09 December 2015

hospital staff show patient x-ray of hip replacementThe impact of hip and knee replacements on day-to-day function is the focus of a new UniSA study.

With more than 3000 hip replacements and around 4000 knee replacements performed in South Australia so far this year, School of Health Sciences researcher and physiotherapy lecturer Dr Julie Walters wants to find out how joint replacements affect people’s activity levels and quality of life.

Dr Walters says the number of joint replacements performed in South Australia continues to rise each year and the figures have more than doubled in the past decade.

“Anecdotally we hear that people are having them done to reduce pain and increase their ability to participate in functional and other activities,” she says.

“But we also hear that after surgery, people’s participation hasn’t changed as much as they’d hoped or expected it to. This research will help us to find out how much joint replacement does improve day-to-day function so people have all the information they need before deciding to have it done.”

Dr Walters says in the public health system, the wait for joint replacement surgery can be up to three years.

“That’s from the time your doctor sends you to the surgeon, to actually having a hip or knee replacement,” she says.

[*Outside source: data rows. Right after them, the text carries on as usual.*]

//! # QCut Engine
//!
//! Configuration, execution and the staged knitting pipeline.
//!
//! ## Gantree Architecture
//!
//! ```text
//! qcut_engine // L5-L7: Integration (완료)
//!     KnitConfig // 통합 설정 (완료)
//!         error, mitigate, limits, parallel, seed
//!         to_limits(), to_json()
//!     ExperimentRunner // 실험 실행기 (완료)
//!         characterize() - 폭별 판독 보정
//!         run() - 병렬/순차 실행
//!     KnitPipeline // 단계별 실행 (완료)
//!         plan() → generate() → execute() → reconstruct()
//!         run() - 전체 파이프라인
//!     run(), run_default() // 진입점 (완료)
//! ```
//!
//! ## Quick Start
//!
//! ```rust
//! use qcut_core::CircuitBuilder;
//! use qcut_engine::prelude::*;
//! use qcut_knit::ZObservable;
//!
//! // Prepare |+> and move it through a wire cut
//! let circuit = CircuitBuilder::new(2).h(0).cut(0, 1).h(1).build();
//!
//! let config = KnitConfig::fast().with_seed(42);
//! let values = run_default(&circuit, &[ZObservable::single(0)], &config).unwrap();
//! println!("<Z> = {:.3}", values[0]);
//! ```
//!
//! ## Using Pipeline
//!
//! ```rust
//! use qcut_backend::SimulatorBackend;
//! use qcut_core::CircuitBuilder;
//! use qcut_engine::prelude::*;
//!
//! let circuit = CircuitBuilder::new(3).h(0).cnot(0, 1).cut(1, 2).build();
//! let backend = SimulatorBackend::ideal(3).with_seed(7);
//! let mut pipeline = KnitPipeline::new(KnitConfig::fast(), backend);
//!
//! // Inspect the cost before anything runs
//! let plan = pipeline.plan(&circuit).unwrap();
//! let observable = plan.observable_on(&[0, 2]).unwrap();
//! println!("{}", pipeline.resource_estimate().unwrap());
//!
//! pipeline.generate().unwrap();
//! pipeline.execute().unwrap();
//! let values = pipeline.reconstruct(&[observable]).unwrap();
//! assert_eq!(values.len(), 1);
//! ```

#![warn(missing_docs)]

// ============================================================================
// Module Declarations
// ============================================================================

/// Configuration (Gantree: L7_Integration → KnitConfig)
pub mod config;

/// Experiment execution (Gantree: L5_Execution → ExperimentRunner)
pub mod runner;

/// Staged pipeline (Gantree: L7_Integration → Pipeline)
pub mod pipeline;

// ============================================================================
// Re-exports
// ============================================================================

pub use config::KnitConfig;
pub use pipeline::{
    run, run_default, KnitMetrics, KnitPipeline, KnitResult, PipelineStage, PipelineState,
};
pub use runner::{ExperimentRunner, MitigatorMap};

// ============================================================================
// Prelude
// ============================================================================

pub mod prelude {
    //! Prelude module for convenient imports
    //!
    //! ```rust
    //! use qcut_engine::prelude::*;
    //! ```

    pub use crate::config::KnitConfig;
    pub use crate::pipeline::{run, run_default, KnitPipeline, KnitResult, PipelineStage};
    pub use crate::runner::ExperimentRunner;
}

// ============================================================================
// Integration Tests
// ============================================================================

#[cfg(test)]
mod tests {
    use super::prelude::*;
    use approx::assert_abs_diff_eq;
    use qcut_backend::{Backend, ExecutionResult, SimulatorBackend};
    use qcut_core::{Circuit, CircuitBuilder, QcutError, QcutResult};
    use qcut_knit::{KnitPlan, ZObservable};
    use std::sync::atomic::{AtomicUsize, Ordering};

    const TOLERANCE: f64 = 0.05;

    /// Simulator that counts every submitted circuit
    struct CountingBackend {
        inner: SimulatorBackend,
        calls: AtomicUsize,
    }

    impl CountingBackend {
        fn new(num_qubits: usize) -> Self {
            Self {
                inner: SimulatorBackend::ideal(num_qubits).with_seed(1),
                calls: AtomicUsize::new(0),
            }
        }

        fn calls(&self) -> usize {
            self.calls.load(Ordering::SeqCst)
        }
    }

    impl Backend for CountingBackend {
        fn name(&self) -> &str {
            "counting"
        }

        fn num_qubits(&self) -> usize {
            self.inner.num_qubits()
        }

        fn execute(&self, circuit: &Circuit, shots: u64) -> QcutResult<ExecutionResult> {
            self.calls.fetch_add(1, Ordering::SeqCst);
            self.inner.execute(circuit, shots)
        }

        fn execute_stream(
            &self,
            circuit: &Circuit,
            shots: u64,
            stream: u64,
        ) -> QcutResult<ExecutionResult> {
            self.calls.fetch_add(1, Ordering::SeqCst);
            self.inner.execute_stream(circuit, shots, stream)
        }

        fn max_shots(&self) -> u64 {
            self.inner.max_shots()
        }
    }

    fn precise(seed: u64) -> KnitConfig {
        KnitConfig::new().with_error(0.01).with_seed(seed)
    }

    #[test]
    fn test_single_cut_plus_state_across_seeds() {
        let circuit = CircuitBuilder::new(2).h(0).cut(0, 1).build();
        for seed in 1..=3 {
            let values = run_default(&circuit, &[ZObservable::single(0)], &precise(seed)).unwrap();
            assert!(values[0].abs() < TOLERANCE, "seed {}: {}", seed, values[0]);
        }
    }

    #[test]
    fn test_bell_pair_through_cut() {
        let circuit = CircuitBuilder::new(3).h(0).cnot(0, 1).cut(1, 2).build();
        let plan = KnitPlan::from_circuit(&circuit).unwrap();
        let observables = vec![
            plan.observable_on(&[0]).unwrap(),
            plan.observable_on(&[2]).unwrap(),
            plan.observable_on(&[0, 2]).unwrap(),
        ];

        for seed in [11, 12] {
            let values = run_default(&circuit, &observables, &precise(seed)).unwrap();
            assert!(values[0].abs() < TOLERANCE, "<Z0> = {}", values[0]);
            assert!(values[1].abs() < TOLERANCE, "<Z2> = {}", values[1]);
            assert!((values[2] - 1.0).abs() < TOLERANCE, "<Z0 Z2> = {}", values[2]);
        }
    }

    #[test]
    fn test_rotation_single_cut() {
        let theta: f64 = 0.8;
        let circuit = CircuitBuilder::new(2).ry(0, theta).cut(0, 1).build();
        let values = run_default(&circuit, &[ZObservable::single(0)], &precise(21)).unwrap();
        assert_abs_diff_eq!(values[0], theta.cos(), epsilon = TOLERANCE);
    }

    #[test]
    fn test_two_cuts() {
        let circuit = CircuitBuilder::new(3)
            .ry(0, 0.7)
            .cut(0, 1)
            .ry(1, 0.4)
            .cut(1, 2)
            .build();
        let values = run_default(&circuit, &[ZObservable::single(0)], &precise(31)).unwrap();
        assert_abs_diff_eq!(values[0], 1.1f64.cos(), epsilon = TOLERANCE);
    }

    #[test]
    fn test_parallel_matches_sequential() {
        let circuit = CircuitBuilder::new(3).h(0).cnot(0, 1).cut(1, 2).build();
        let observables = [ZObservable::single(0), ZObservable::single(1)];
        let config = KnitConfig::fast().with_seed(5);

        let parallel = run_default(&circuit, &observables, &config.clone().with_parallel(true));
        let sequential = run_default(&circuit, &observables, &config.with_parallel(false));
        assert_eq!(parallel.unwrap(), sequential.unwrap());
    }

    #[test]
    fn test_readout_mitigation() {
        let circuit = CircuitBuilder::new(2).x(0).cut(0, 1).x(1).build();
        let observables = [ZObservable::single(0)];
        let backend = SimulatorBackend::with_readout_error(2, 0.05)
            .unwrap()
            .with_seed(5);

        // Each of the two readouts in a Z term shrinks the value by 0.9
        let raw = run(&circuit, &observables, &precise(5), &backend).unwrap();
        assert!((raw[0] - 0.81).abs() < TOLERANCE, "raw {}", raw[0]);

        let config = precise(5)
            .with_mitigation(true)
            .with_calibration_shots(50_000);
        let mut pipeline = KnitPipeline::new(config, &backend);
        let result = pipeline.run(&circuit, &observables).unwrap();
        assert!(result.metrics.mitigated);
        // 16 fragment circuits plus all-zeros and all-ones calibration at width 1
        assert_eq!(result.metrics.circuit_executions, 18);
        assert!(
            (result.values[0] - 1.0).abs() < TOLERANCE,
            "mitigated {}",
            result.values[0]
        );
    }

    #[test]
    fn test_too_many_cuts_before_execution() {
        let circuit = CircuitBuilder::new(3)
            .h(0)
            .cut(0, 1)
            .h(1)
            .cut(1, 2)
            .build();
        let backend = CountingBackend::new(3);
        let config = KnitConfig::fast().with_max_cuts(1);

        let err = run(&circuit, &[ZObservable::single(0)], &config, &backend).unwrap_err();
        assert!(matches!(err, QcutError::TooManyCuts { cuts: 2, max: 1, .. }));
        assert!(err.is_resource_error());
        assert_eq!(backend.calls(), 0);
    }

    #[test]
    fn test_shot_limits_before_execution() {
        let circuit = CircuitBuilder::new(2).h(0).cut(0, 1).build();
        let backend = CountingBackend::new(2);

        // fast(): 1600 samples, 200 shots on each of 16 circuits
        let config = KnitConfig::fast().with_max_total_shots(1000);
        let err = run(&circuit, &[ZObservable::single(0)], &config, &backend).unwrap_err();
        assert!(matches!(
            err,
            QcutError::ShotBudgetExceeded {
                required: 3200,
                max: 1000
            }
        ));

        let small = SimulatorBackend::ideal(2).with_max_shots(100);
        let err = run(&circuit, &[ZObservable::single(0)], &KnitConfig::fast(), &small).unwrap_err();
        assert!(matches!(err, QcutError::ShotsOutOfRange(200, 0, 100)));

        assert_eq!(backend.calls(), 0);
    }

    #[test]
    fn test_calibration_counted_before_execution() {
        let circuit = CircuitBuilder::new(2).h(0).cut(0, 1).build();
        let backend = CountingBackend::new(2);

        // 3200 experiment shots fit, the two 1024-shot calibration runs do not
        let config = KnitConfig::fast().with_max_total_shots(4000);
        assert!(run(&circuit, &[ZObservable::single(0)], &config, &backend).is_ok());
        let calls = backend.calls();

        let err = run(
            &circuit,
            &[ZObservable::single(0)],
            &config.with_mitigation(true),
            &backend,
        )
        .unwrap_err();
        assert!(matches!(
            err,
            QcutError::ShotBudgetExceeded {
                required: 5248,
                max: 4000
            }
        ));

        let small = CountingBackend::new(2);
        let config = KnitConfig::fast()
            .with_mitigation(true)
            .with_calibration_shots(200_000);
        let err = run(&circuit, &[ZObservable::single(0)], &config, &small).unwrap_err();
        assert!(matches!(err, QcutError::ShotsOutOfRange(200_000, 0, _)));

        assert_eq!(backend.calls(), calls);
        assert_eq!(small.calls(), 0);
    }

    #[test]
    fn test_structural_error_before_execution() {
        let circuit = CircuitBuilder::new(2).h(0).cut(0, 1).x(0).build();
        let backend = CountingBackend::new(2);
        let err = run(&circuit, &[ZObservable::single(0)], &KnitConfig::fast(), &backend)
            .unwrap_err();
        assert!(err.is_structural());
        assert_eq!(backend.calls(), 0);
    }

    #[test]
    fn test_invalid_observable_before_execution() {
        let circuit = CircuitBuilder::new(2).h(0).cut(0, 1).build();
        let backend = CountingBackend::new(2);
        let err = run(&circuit, &[ZObservable::single(1)], &KnitConfig::fast(), &backend)
            .unwrap_err();
        assert_eq!(err, QcutError::ObservableOutOfRange { index: 1, width: 1 });
        assert_eq!(backend.calls(), 0);
    }

    #[test]
    fn test_counting_backend_sees_every_circuit() {
        let circuit = CircuitBuilder::new(2).h(0).cut(0, 1).build();
        let backend = CountingBackend::new(2);
        run(&circuit, &[ZObservable::single(0)], &KnitConfig::fast(), &backend).unwrap();
        assert_eq!(backend.calls(), 16);
    }
}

“Before that, people are usually on medication to help with the pain and gradually reduce their activities so they don’t aggravate the joint as much. Of course, doing less means other areas of the body are affected, muscles get weaker and fitness drops, so the affected joint has a significant and lasting impact on people’s pre-operative quality of life.

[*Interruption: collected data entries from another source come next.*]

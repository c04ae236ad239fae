//! Constants for QCut
//!
//! Gantree: L0_Foundation → Constants
//!
//! Quasi-probability decomposition parameters, register naming and
//! default resource limits.

// ============================================================================
// QPD Constants
// Gantree: qpd // 준확률 분해 상수
// ============================================================================

pub mod qpd {
    //! Parameters of the wire-cut identity decomposition

    /// Number of (measure, prepare) pairs in the identity decomposition
    /// Gantree: BASIS_SIZE: usize = 8
    pub const BASIS_SIZE: usize = 8;

    /// Sampling overhead per cut (sum of |coefficients| / 2)
    /// Gantree: GAMMA: f64 = 4.0
    pub const GAMMA: f64 = 4.0;

    /// Eigenvalue recorded for an identity-basis (unmeasured) site
    pub const IDENTITY_EIGENVALUE: i32 = -1;

    /// Number of experiments for `cuts` cuts (8^k), `None` on overflow
    pub fn experiment_count(cuts: usize) -> Option<u64> {
        let exp = u32::try_from(cuts).ok()?;
        (BASIS_SIZE as u64).checked_pow(exp)
    }

    /// Overall sign applied per experiment: (-1)^(k+1)
    pub fn cut_sign(cuts: usize) -> f64 {
        if cuts % 2 == 0 {
            -1.0
        } else {
            1.0
        }
    }
}

// ============================================================================
// Register Names
// Gantree: registers // 레지스터 이름
// ============================================================================

pub mod registers {
    //! Classical register names used by fragment circuits

    /// Mid-circuit QPD basis outcomes
    pub const QPD: &str = "c";

    /// End-of-circuit observable outcomes
    pub const MEAS: &str = "meas";
}

// ============================================================================
// Budget Defaults
// Gantree: budget // 자원 기본값
// ============================================================================

pub mod budget {
    //! Default resource parameters

    /// Default target estimation error
    /// Gantree: DEFAULT_ERROR: f64 = 0.05
    pub const DEFAULT_ERROR: f64 = 0.05;

    /// Default maximum number of cuts before refusing to run
    pub const DEFAULT_MAX_CUTS: usize = 6;

    /// Default shots per readout calibration circuit
    pub const DEFAULT_CALIBRATION_SHOTS: u64 = 4096;

    /// Default backend limit on shots per execution
    pub const DEFAULT_MAX_SHOTS: u64 = 100_000;
}

// ============================================================================
// Tests
// ============================================================================

#[cfg(test)]
mod tests {
    use super::*;

    #[test]
    fn test_experiment_count() {
        assert_eq!(qpd::experiment_count(0), Some(1));
        assert_eq!(qpd::experiment_count(2), Some(64));
        assert_eq!(qpd::experiment_count(21), Some(1u64 << 63));
        assert_eq!(qpd::experiment_count(22), None);
    }

    #[test]
    fn test_cut_sign() {
        assert_eq!(qpd::cut_sign(0), -1.0);
        assert_eq!(qpd::cut_sign(1), 1.0);
        assert_eq!(qpd::cut_sign(2), -1.0);
    }
}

“After surgery, recovery is getting better and better in terms of getting home faster and, for most people, having less pain. What we’re not sure of is whether that translates into being more active and being able to participate more in activity.”

The research team is looking for about 50 people who are going to have a hip or knee replacement in the next six months to take part in the study. Participants will be required to answer some telephone and paper questionnaires about their pain and how they use their time before and after surgery.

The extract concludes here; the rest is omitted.